■ Dataset entries ■
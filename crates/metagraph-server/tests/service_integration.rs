//! Integration tests for the type service lifecycle.

use std::collections::HashMap;
use std::path::{Path, PathBuf};

use metagraph_server::lineage::HIVE_LINEAGE;
use metagraph_server::{Error, LineageRecord, ServerConfig, TypeService};
use metagraph_types::{TypeCategory, TypeError, ValidationError, Value};
use pretty_assertions::assert_eq;

const HIVE_MODEL: &str = r#"{
    "enums": [
        {"name": "HivePrincipalType", "values": [
            {"name": "USER", "ordinal": 1},
            {"name": "ROLE", "ordinal": 2},
            {"name": "GROUP", "ordinal": 3}
        ]}
    ],
    "types": [
        {
            "name": "HiveTable",
            "category": "class",
            "superTypes": ["DataSet"],
            "attributeDefinitions": [
                {"name": "db", "dataTypeName": "HiveDB",
                 "multiplicity": {"lower": 1, "upper": 1}},
                {"name": "ownerType", "dataTypeName": "HivePrincipalType",
                 "multiplicity": {"lower": 0, "upper": 1}}
            ]
        },
        {
            "name": "DataSet",
            "category": "class",
            "attributeDefinitions": [
                {"name": "name", "dataTypeName": "string",
                 "multiplicity": {"lower": 1, "upper": 1},
                 "isUnique": true, "isIndexed": true}
            ]
        },
        {
            "name": "HiveDB",
            "category": "class",
            "superTypes": ["DataSet"]
        },
        {"name": "PII", "category": "trait"}
    ]
}"#;

fn write_model(dir: &Path, name: &str, json: &str) -> PathBuf {
    let path = dir.join(name);
    std::fs::write(&path, json).unwrap();
    path
}

#[test]
fn test_bootstrap_and_restart() {
    let dir = tempfile::tempdir().unwrap();
    let model = write_model(dir.path(), "hive.json", HIVE_MODEL);
    let config = ServerConfig::new(dir.path().join("data"))
        .with_bootstrap_file(&model)
        .without_lineage_types();

    let first_version = {
        let service = TypeService::start(&config).unwrap();
        let registry = service.registry();

        assert_eq!(
            registry.type_names(),
            vec!["DataSet", "HiveDB", "HiveTable", "PII"]
        );
        assert_eq!(
            registry.type_names_by_category(TypeCategory::Trait),
            vec!["PII"]
        );
        assert_eq!(registry.subtypes_of("DataSet"), vec!["HiveDB", "HiveTable"]);
        registry.version()
    };

    // Restart: batches replay, the bootstrap file adds nothing new.
    let service = TypeService::start(&config).unwrap();
    let registry = service.registry();
    assert_eq!(registry.version(), first_version);

    let table = registry.get_type("HiveTable").unwrap();
    let names: Vec<_> = table.attributes().keys().cloned().collect();
    assert_eq!(names, vec!["db", "name", "ownerType"]);
}

#[test]
fn test_validate_against_bootstrapped_types() {
    let dir = tempfile::tempdir().unwrap();
    let model = write_model(dir.path(), "hive.json", HIVE_MODEL);
    let config = ServerConfig::new(dir.path().join("data"))
        .with_bootstrap_file(model)
        .without_lineage_types();
    let service = TypeService::start(&config).unwrap();
    let registry = service.registry();

    let values: HashMap<String, Value> = [
        ("name".to_string(), Value::from("sales")),
        ("db".to_string(), Value::Reference("db-1".into())),
        ("ownerType".to_string(), Value::from("TEAM")),
    ]
    .into_iter()
    .collect();

    assert_eq!(
        registry.validate_entity("HiveTable", &values),
        vec![ValidationError::TypeMismatch {
            type_name: "HiveTable".into(),
            attribute: "ownerType".into(),
            expected: "HivePrincipalType".into(),
            found: "string".into(),
        }]
    );
}

#[test]
fn test_bad_bootstrap_file() {
    let dir = tempfile::tempdir().unwrap();
    let model = write_model(
        dir.path(),
        "broken.json",
        r#"{"types": [
            {"name": "A", "category": "class", "superTypes": ["B"]},
            {"name": "B", "category": "class", "superTypes": ["A"]}
        ]}"#,
    );
    let config = ServerConfig::new(dir.path().join("data"))
        .with_bootstrap_file(&model)
        .without_lineage_types();

    let Err(Error::Bootstrap { path, source }) = TypeService::start(&config) else {
        panic!("expected bootstrap error");
    };
    assert_eq!(path, model);
    let metagraph_types::Error::Registration(registration) = source else {
        panic!("expected registration error");
    };
    assert!(registration
        .iter()
        .any(|e| matches!(e, TypeError::CyclicInheritance { .. })));

    // Nothing was committed.
    let service = TypeService::open(&dir.path().join("data")).unwrap();
    assert_eq!(service.registry().version(), 0);
}

#[test]
fn test_restart_with_changed_model() {
    let dir = tempfile::tempdir().unwrap();
    let model = write_model(
        dir.path(),
        "tables.json",
        r#"{"types": [{"name": "Table", "category": "class", "attributeDefinitions": [
            {"name": "name", "dataTypeName": "string", "multiplicity": {"lower": 1, "upper": 1}}
        ]}]}"#,
    );
    let config = ServerConfig::new(dir.path().join("data"))
        .with_bootstrap_file(&model)
        .without_lineage_types();
    let first_version = TypeService::start(&config).unwrap().registry().version();

    write_model(
        dir.path(),
        "tables.json",
        r#"{"types": [{"name": "Table", "category": "class", "attributeDefinitions": [
            {"name": "id", "dataTypeName": "long", "multiplicity": {"lower": 1, "upper": 1}}
        ]}]}"#,
    );
    let Err(Error::Bootstrap { path, source }) = TypeService::start(&config) else {
        panic!("expected bootstrap error");
    };
    assert_eq!(path, model);
    let metagraph_types::Error::Registration(registration) = source else {
        panic!("expected registration error");
    };
    assert_eq!(
        registration.errors,
        vec![TypeError::DuplicateType {
            name: "Table".into()
        }]
    );

    // The committed definition is untouched.
    let service = TypeService::open(&dir.path().join("data")).unwrap();
    let registry = service.registry();
    assert_eq!(registry.version(), first_version);
    let table = registry.get_type("Table").unwrap();
    let names: Vec<_> = table.attributes().keys().cloned().collect();
    assert_eq!(names, vec!["name"]);
}

#[test]
fn test_lineage_ingestion() {
    let dir = tempfile::tempdir().unwrap();
    let service = TypeService::start(&ServerConfig::new(dir.path())).unwrap();
    let ingestor = service.lineage_ingestor();

    assert!(service.registry().get_type(HIVE_LINEAGE).is_some());

    let record = LineageRecord {
        user: Some("analyst".into()),
        table_name: Some("daily_sales".into()),
        ..LineageRecord::new("hive_20240101_0001")
    };
    let values = ingestor.ingest(&record).unwrap();
    assert_eq!(values["user"], Value::from("analyst"));

    let err = ingestor
        .ingest_json(r#"{"queryId": "q", "cluster": "prod"}"#)
        .unwrap_err();
    let Error::Validation { errors, .. } = err else {
        panic!("expected validation error");
    };
    assert_eq!(
        errors,
        vec![ValidationError::UnknownAttribute {
            type_name: HIVE_LINEAGE.into(),
            attribute: "cluster".into(),
        }]
    );
    assert_eq!((ingestor.accepted(), ingestor.rejected()), (1, 1));
}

■ PROBLEM REQUIREMENTS ■
The records above must be output exactly, in full.

■ TASK OUTPUT ■
filename crates/metagraph-server/tests/service_integration.rs
//! Integration tests for the type service lifecycle.

use std::collections::HashMap;
use std::path::{Path, PathBuf};

use metagraph_server::lineage::HIVE_LINEAGE;
use metagraph_server::{Error, LineageRecord, ServerConfig, TypeService};
use metagraph_types::{TypeCategory, TypeError, ValidationError, Value};
use pretty_assertions::assert_eq;

const HIVE_MODEL: &str = r#"{
    "enums": [
        {"name": "HivePrincipalType", "values": [
            {"name": "USER", "ordinal": 1},
            {"name": "ROLE", "ordinal": 2},
            {"name": "GROUP", "ordinal": 3}
        ]}
    ],
    "types": [
        {
            "name": "HiveTable",
            "category": "class",
            "superTypes": ["DataSet"],
            "attributeDefinitions": [
                {"name": "db", "dataTypeName": "HiveDB",
                 "multiplicity": {"lower": 1, "upper": 1}},
                {"name": "ownerType", "dataTypeName": "HivePrincipalType",
                 "multiplicity": {"lower": 0, "upper": 1}}
            ]
        },
        {
            "name": "DataSet",
            "category": "class",
            "attributeDefinitions": [
                {"name": "name", "dataTypeName": "string",
                 "multiplicity": {"lower": 1, "upper": 1},
                 "isUnique": true, "isIndexed": true}
            ]
        },
        {
            "name": "HiveDB",
            "category": "class",
            "superTypes": ["DataSet"]
        },
        {"name": "PII", "category": "trait"}
    ]
}"#;

fn write_model(dir: &Path, name: &str, json: &str) -> PathBuf {
    let path = dir.join(name);
    std::fs::write(&path, json).unwrap();
    path
}

#[test]
fn test_bootstrap_and_restart() {
    let dir = tempfile::tempdir().unwrap();
    let model = write_model(dir.path(), "hive.json", HIVE_MODEL);
    let config = ServerConfig::new(dir.path().join("data"))
        .with_bootstrap_file(&model)
        .without_lineage_types();

    let first_version = {
        let service = TypeService::start(&config).unwrap();
        let registry = service.registry();

        assert_eq!(
            registry.type_names(),
            vec!["DataSet", "HiveDB", "HiveTable", "PII"]
        );
        assert_eq!(
            registry.type_names_by_category(TypeCategory::Trait),
            vec!["PII"]
        );
        assert_eq!(registry.subtypes_of("DataSet"), vec!["HiveDB", "HiveTable"]);
        registry.version()
    };

    // Restart: batches replay, the bootstrap file adds nothing new.
    let service = TypeService::start(&config).unwrap();
    let registry = service.registry();
    assert_eq!(registry.version(), first_version);

    let table = registry.get_type("HiveTable").unwrap();
    let names: Vec<_> = table.attributes().keys().cloned().collect();
    assert_eq!(names, vec!["db", "name", "ownerType"]);
}

#[test]
fn test_validate_against_bootstrapped_types() {
    let dir = tempfile::tempdir().unwrap();
    let model = write_model(dir.path(), "hive.json", HIVE_MODEL);
    let config = ServerConfig::new(dir.path().join("data"))
        .with_bootstrap_file(model)
        .without_lineage_types();
    let service = TypeService::start(&config).unwrap();
    let registry = service.registry();

    let values: HashMap<String, Value> = [
        ("name".to_string(), Value::from("sales")),
        ("db".to_string(), Value::Reference("db-1".into())),
        ("ownerType".to_string(), Value::from("TEAM")),
    ]
    .into_iter()
    .collect();

    assert_eq!(
        registry.validate_entity("HiveTable", &values),
        vec![ValidationError::TypeMismatch {
            type_name: "HiveTable".into(),
            attribute: "ownerType".into(),
            expected: "HivePrincipalType".into(),
            found: "string".into(),
        }]
    );
}

#[test]
fn test_bad_bootstrap_file() {
    let dir = tempfile::tempdir().unwrap();
    let model = write_model(
        dir.path(),
        "broken.json",
        r#"{"types": [
            {"name": "A", "category": "class", "superTypes": ["B"]},
            {"name": "B", "category": "class", "superTypes": ["A"]}
        ]}"#,
    );
    let config = ServerConfig::new(dir.path().join("data"))
        .with_bootstrap_file(&model)
        .without_lineage_types();

    let Err(Error::Bootstrap { path, source }) = TypeService::start(&config) else {
        panic!("expected bootstrap error");
    };
    assert_eq!(path, model);
    let metagraph_types::Error::Registration(registration) = source else {
        panic!("expected registration error");
    };
    assert!(registration
        .iter()
        .any(|e| matches!(e, TypeError::CyclicInheritance { .. })));

    // Nothing was committed.
    let service = TypeService::open(&dir.path().join("data")).unwrap();
    assert_eq!(service.registry().version(), 0);
}

#[test]
fn test_restart_with_changed_model() {
    let dir = tempfile::tempdir().unwrap();
    let model = write_model(
        dir.path(),
        "tables.json",
        r#"{"types": [{"name": "Table", "category": "class", "attributeDefinitions": [
            {"name": "name", "dataTypeName": "string", "multiplicity": {"lower": 1, "upper": 1}}
        ]}]}"#,
    );
    let config = ServerConfig::new(dir.path().join("data"))
        .with_bootstrap_file(&model)
        .without_lineage_types();
    let first_version = TypeService::start(&config).unwrap().registry().version();

    write_model(
        dir.path(),
        "tables.json",
        r#"{"types": [{"name": "Table", "category": "class", "attributeDefinitions": [
            {"name": "id", "dataTypeName": "long", "multiplicity": {"lower": 1, "upper": 1}}
        ]}]}"#,
    );
    let Err(Error::Bootstrap { path, source }) = TypeService::start(&config) else {
        panic!("expected bootstrap error");
    };
    assert_eq!(path, model);
    let metagraph_types::Error::Registration(registration) = source else {
        panic!("expected registration error");
    };
    assert_eq!(
        registration.errors,
        vec![TypeError::DuplicateType {
            name: "Table".into()
        }]
    );

    // The committed definition is untouched.
    let service = TypeService::open(&dir.path().join("data")).unwrap();
    let registry = service.registry();
    assert_eq!(registry.version(), first_version);
    let table = registry.get_type("Table").unwrap();
    let names: Vec<_> = table.attributes().keys().cloned().collect();
    assert_eq!(names, vec!["name"]);
}

#[test]
fn test_lineage_ingestion() {
    let dir = tempfile::tempdir().unwrap();
    let service = TypeService::start(&ServerConfig::new(dir.path())).unwrap();
    let ingestor = service.lineage_ingestor();

    assert!(service.registry().get_type(HIVE_LINEAGE).is_some());

    let record = LineageRecord {
        user: Some("analyst".into()),
        table_name: Some("daily_sales".into()),
        ..LineageRecord::new("hive_20240101_0001")
    };
    let values = ingestor.ingest(&record).unwrap();
    assert_eq!(values["user"], Value::from("analyst"));

    let err = ingestor
        .ingest_json(r#"{"queryId": "q", "cluster": "prod"}"#)
        .unwrap_err();
    let Error::Validation { errors, .. } = err else {
        panic!("expected validation error");
    };
    assert_eq!(
        errors,
        vec![ValidationError::UnknownAttribute {
            type_name: HIVE_LINEAGE.into(),
            attribute: "cluster".into(),
        }]
    );
    assert_eq!((ingestor.accepted(), ingestor.rejected()), (1, 1));
}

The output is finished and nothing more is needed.